Tuesday, April 12, 2016

Foody Tuesday

I am really starting to understand my food addiction... Of all the things that a person could be addicted to...

But I don't think I have an addiction like what you might be thinking.  I am addicted to the sugar and the feeling of satisfied after eating the bad stuff.

So, here is where I am trying to go with this:  Last week, while on vacation, we ate like crap.  We stayed up late, slept in, and didn't eat all of the things that we should have.  We had plenty of the stuff we shouldn't have.  And we both felt it!  I started to feel bad again.  But here's the thing... I didn't want the good stuff, even though I knew it would make me feel better!

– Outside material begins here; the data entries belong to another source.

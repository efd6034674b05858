//! Progress-callback trait for per-page extraction events.
//!
//! Inject an [`Arc<dyn ExtractionProgressCallback>`] via
//! [`crate::config::ExtractionConfigBuilder::progress_callback`] to receive
//! events as the pipeline walks the document. Pages are processed strictly
//! in order, so events for page N always precede events for page N + 1.
//!
//! # Example
//!
//! ```rust
//! use pdfscribe::{ExtractionConfig, ExtractionProgressCallback};
//! use std::sync::{Arc, atomic::{AtomicUsize, Ordering}};
//!
//! struct CountingCallback {
//!     completed: AtomicUsize,
//! }
//!
//! impl ExtractionProgressCallback for CountingCallback {
//!     fn on_page_complete(&self, page_num: usize, total_pages: usize, characters: usize) {
//!         self.completed.fetch_add(1, Ordering::SeqCst);
//!         eprintln!("Page {}/{} done ({} chars)", page_num, total_pages, characters);
//!     }
//! }
//!
//! let counter = Arc::new(CountingCallback { completed: AtomicUsize::new(0) });
//!
//! let config = ExtractionConfig::builder()
//!     .api_key("sk-test")
//!     .progress_callback(counter as Arc<dyn ExtractionProgressCallback>)
//!     .build()
//!     .unwrap();
//! ```

use crate::pipeline::retry::WaitReason;
use std::sync::Arc;
use std::time::Duration;

/// Called by the extraction pipeline as it processes each page.
///
/// All methods have default no-op implementations so callers only override
/// what they care about.
pub trait ExtractionProgressCallback: Send + Sync {
    /// Called once after the document is opened, before the first page.
    fn on_document_start(&self, total_pages: usize) {
        let _ = total_pages;
    }

    /// Called before a page is rasterised.
    fn on_page_start(&self, page_num: usize, total_pages: usize) {
        let _ = (page_num, total_pages);
    }

    /// Called before each inference request for a page.
    ///
    /// `attempt` is 1-indexed. Retries after a rate limit report the same
    /// attempt number again.
    fn on_attempt(&self, page_num: usize, attempt: u32, max_attempts: u32) {
        let _ = (page_num, attempt, max_attempts);
    }

    /// Called before the pipeline sleeps.
    ///
    /// `page_num` is the page that will be attempted after the wait.
    fn on_wait(&self, page_num: usize, reason: WaitReason, delay: Duration) {
        let _ = (page_num, reason, delay);
    }

    /// Called when a page produced text.
    fn on_page_complete(&self, page_num: usize, total_pages: usize, characters: usize) {
        let _ = (page_num, total_pages, characters);
    }

    /// Called when a page ended as an error entry.
    fn on_page_error(&self, page_num: usize, total_pages: usize, error: &str) {
        let _ = (page_num, total_pages, error);
    }

    /// Called once after every page has reached a terminal state.
    fn on_document_complete(&self, total_pages: usize, success_count: usize) {
        let _ = (total_pages, success_count);
    }
}

/// A no-op implementation, used when no callback is configured.
pub struct NoopProgressCallback;

impl ExtractionProgressCallback for NoopProgressCallback {}

/// Convenience alias matching the type stored in [`crate::config::ExtractionConfig`].
pub type ProgressCallback = Arc<dyn ExtractionProgressCallback>;
//! Instruction prompt sent with every page image.
//!
//! Callers can override the default via
//! [`crate::config::ExtractionConfig::instruction`]; the constant here is used
//! only when no override is provided.

/// Default transcription instruction for a rendered page.
pub const DEFAULT_INSTRUCTION: &str = "Transcribe all of the text in this image exactly as it appears. \
Preserve the original layout, line breaks and reading order. \
Reproduce tables row by row, keeping their column structure. \
Output only the transcribed text, with no commentary.";

/// Marker placed before each page's content in the concatenated transcript.
pub fn page_marker(page_num: usize) -> String {
    format!("=== page {} ===", page_num)
}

I wanted the junk!  And so now I am starting to process the "Why"  Why did I want the junk?  I am convinced its because my brain thought it tasted better.

However, yesterday for lunch, I had a salad:  leafy greens, tomatoes, onions, grilled chicken, and oil and vinegar for the dressing.  I was blown away at how great it tasted!  I couldn't get over how great it tasted!

Which got me thinking... What is put into the bad food to make us so addicted?  Is it sugar?  It is food additives?  Whatever it is, my brain craves it even though my body doesn't need it.

I am no scientist, but I have seen plenty of documentaries.  And I have to be honest, I almost don't know what to believe anymore!  Is raw milk better for you?  If so, why do states outlaw the buying and selling of raw milk?  Is the Government really swayed by the food industry?

Either way, I know the struggle is real... All I want is the bad stuff!  It's easier to get/make, it tastes good (or so my brain tells me), and I enjoy it.  But I know my body doesn't need it.

The struggle is REAL!!

What is your favorite cheat day indulgence?